Such strains will be further shortlisted and the best performing sent to starter culture suppliers for evaluation ahead of release to winemakers.
Results and Discussion
2.0 Periodic evaluation of evolved yeast populations from sequential batch DE The yeast DE populations were evaluated at intervals to determine whether genetic changes within the population resulting from temporal exposure to multiple stresses, were noticeable as fermentation variability within the population. Typically ~90 single isolates were compared to the parents and the mixed population, in the presence of stressors with a view to identifying isolates with efficient fermentation performance. Over the entirety of this study a total of 1912 isolates were examined in either 0.2 mL or 100 mL scale in CDGJM or white juice with added sugar (50 g L-1) or 5% ethanol.
From Stage 1 sequential batch (flask and bioreactor) DE cultures, three populations evolved for between 50 and 90 generations were evaluated (88 single colony isolates from each). These being; 1. C7H BIO (56 generations), 2. C7H BIO (94 generations) and 3. C7H_A (67 generations), each evaluated in 100 mL fermentations. The medium (CDGJM) was modified to include stressors similar to the source DE experiment. For C7H BIO this was 30 g L-1 fructose, 10 g L-1 glucose with either 75 mg N L-1 and 12% ethanol (1) or 55 mg N L-1 and 13% ethanol (2). For C7H_A, this was Stress Medium A. No significant improvements in fermentation performance were observed (data not shown). However, population variability between the individual colony isolates suggested that the populations were becoming heterogeneous, and that DE should be continued.
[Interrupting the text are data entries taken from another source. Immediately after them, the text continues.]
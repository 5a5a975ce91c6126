use anyhow::{Context, Result};
use std::path::{Path, PathBuf};

use crate::config::Config;

pub const CONFIG_FILE_NAME: &str = "config.json";
const APP_DIR_NAME: &str = "chatpane";

/// Platform config directory for chatpane, or a temp directory when the
/// platform has none
pub fn data_dir() -> PathBuf {
    match dirs::config_dir() {
        Some(dir) => dir.join(APP_DIR_NAME),
        None => {
            log::warn!("No config directory on this platform, using the temp directory");
            temp_data_dir()
        }
    }
}

fn temp_data_dir() -> PathBuf {
    std::env::temp_dir().join(APP_DIR_NAME)
}

/// Config file to load: `explicit` as given, otherwise `<data dir>/config.json`
/// written with defaults on first run. Falls back to the temp directory when
/// the data directory is not writable.
pub fn resolve_config_path(explicit: Option<PathBuf>) -> PathBuf {
    if let Some(path) = explicit {
        return path;
    }

    let path = data_dir().join(CONFIG_FILE_NAME);
    match ensure_default_config_at(&path) {
        Ok(()) => path,
        Err(e) => {
            log::warn!("{:#}", e);
            let fallback = temp_data_dir().join(CONFIG_FILE_NAME);
            if let Err(e) = ensure_default_config_at(&fallback) {
                log::warn!("{:#}", e);
            }
            fallback
        }
    }
}

/// Write a default config file at `path` unless one already exists
pub fn ensure_default_config_at(path: &Path) -> Result<()> {
    if path.exists() {
        return Ok(());
    }
    if let Some(parent) = path.parent() {
        std::fs::create_dir_all(parent)
            .with_context(|| format!("Failed to create config directory: {:?}", parent))?;
    }
    let content = serde_json::to_string_pretty(&Config::default())
        .context("Failed to serialize default config")?;
    std::fs::write(path, content)
        .with_context(|| format!("Failed to write config file: {:?}", path))?;
    Ok(())
}

pub fn load_config(path: &Path) -> Result<Config> {
    let raw = std::fs::read_to_string(path)
        .with_context(|| format!("failed to read {}", path.display()))?;
    let config = serde_json::from_str(&raw)
        .with_context(|| format!("invalid config at {}", path.display()))?;
    Ok(config)
}

/// Load the config at `path`, falling back to defaults when it is missing or invalid
pub fn load_config_or_default(path: &Path) -> Config {
    match load_config(path) {
        Ok(config) => {
            log::info!("Config loaded from {}", path.display());
            config
        }
        Err(e) => {
            log::warn!("Using default config: {:#}", e);
            Config::default()
        }
    }
}
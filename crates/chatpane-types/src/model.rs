use std::fmt;

use bytes::Bytes;
use chrono::{DateTime, Utc};
use serde::{Deserialize, Serialize};

/// Identifier of a conversation, assigned by the store starting at 1
#[derive(Debug, Clone, Copy, PartialEq, Eq, Hash, PartialOrd, Ord, Serialize, Deserialize)]
#[serde(transparent)]
pub struct ConversationId(pub u64);

/// Identifier of a message, unique per store and monotonically increasing
#[derive(Debug, Clone, Copy, PartialEq, Eq, Hash, PartialOrd, Ord, Serialize, Deserialize)]
#[serde(transparent)]
pub struct MessageId(pub u64);

impl fmt::Display for ConversationId {
    fn fmt(&self, f: &mut fmt::Formatter<'_>) -> fmt::Result {
        write!(f, "{}", self.0)
    }
}

impl fmt::Display for MessageId {
    fn fmt(&self, f: &mut fmt::Formatter<'_>) -> fmt::Result {
        write!(f, "{}", self.0)
    }
}

impl From<u64> for ConversationId {
    fn from(value: u64) -> Self {
        Self(value)
    }
}

impl From<u64> for MessageId {
    fn from(value: u64) -> Self {
        Self(value)
    }
}

/// A named, participant-tagged container for an ordered message log
#[derive(Debug, Clone, PartialEq, Eq, Serialize, Deserialize)]
pub struct Conversation {
    pub id: ConversationId,
    pub name: String,
    /// Insertion-ordered, duplicate free
    pub participants: Vec<String>,
}

impl Conversation {
    pub fn new(id: ConversationId, name: impl Into<String>, participants: Vec<String>) -> Self {
        let mut conversation = Self {
            id,
            name: name.into(),
            participants: Vec::with_capacity(participants.len()),
        };
        for participant in participants {
            conversation.add_participant(participant);
        }
        conversation
    }

    /// Add a participant, returning false if they were already present
    pub fn add_participant(&mut self, user_name: impl Into<String>) -> bool {
        let user_name = user_name.into();
        if self.has_participant(&user_name) {
            return false;
        }
        self.participants.push(user_name);
        true
    }

    pub fn has_participant(&self, user_name: &str) -> bool {
        self.participants.iter().any(|p| p == user_name)
    }

    /// Label used by conversation selectors, e.g. `General Chat (#1)`
    pub fn display_label(&self) -> String {
        format!("{} (#{})", self.name, self.id)
    }
}

impl fmt::Display for Conversation {
    fn fmt(&self, f: &mut fmt::Formatter<'_>) -> fmt::Result {
        write!(f, "{} (ID: {})", self.name, self.id)
    }
}

/// An immutable chat message with optional text and image content
#[derive(Debug, Clone, Serialize, Deserialize)]
pub struct Message {
    pub id: MessageId,
    pub conversation_id: ConversationId,
    pub sender_name: String,
    pub text: Option<String>,
    pub image_data: Option<Bytes>,
    pub timestamp: DateTime<Utc>,
}

impl Message {
    pub fn has_image(&self) -> bool {
        self.image_data.is_some()
    }

    pub fn has_text(&self) -> bool {
        self.text.as_deref().is_some_and(|text| !text.is_empty())
    }
}

impl PartialEq for Message {
    fn eq(&self, other: &Self) -> bool {
        self.id == other.id
    }
}

impl Eq for Message {}

impl fmt::Display for Message {
    fn fmt(&self, f: &mut fmt::Formatter<'_>) -> fmt::Result {
        write!(
            f,
            "{}: {}",
            self.sender_name,
            self.text.as_deref().unwrap_or_default()
        )?;
        if self.has_image() {
            write!(f, " [IMAGE]")?;
        }
        Ok(())
    }
}
mod chat_app;
mod sample_data;
mod selection;
pub mod shell;

pub use chat_app::{ChatApp, Side};
pub use sample_data::seed_sample_data;
pub use selection::{ConversationSelectionCoordinator, SharedView};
Selected populations were evaluated when cultures reached between 100 and 150 generations as juice fermentations with added sugar or ethanol. At 100 generations, the populations C7H_B (29 isolates), C7H BIO_A (27 isolates) and C7H BIO_ B (39 isolates) performed similarly to FM16 C7H and corresponding mixed population, or worse (data not shown). These findings may be due to the small number of isolates tested as well as the strains not being adapted to grape juice (~240 g L-1). The mixed culture DE culture pooled from several DE experiments (Output 1D 1.8) was evaluated at 130 and 150 generations. At 130 generations, 84 clonal isolates were analysed and the population was found to be diverse, with many strains having extended lag phases prior to normal exponential growth which was reflected in protracted fermentation (Supplementary Figure 2.1). After 150 generations, the mixed culture DE population (80 clonal isolates examined) appeared to be less heterogeneous with 3 population clusters with various lag phases in growth (data not shown). It is expected
68 that this population would become more homogenous with time.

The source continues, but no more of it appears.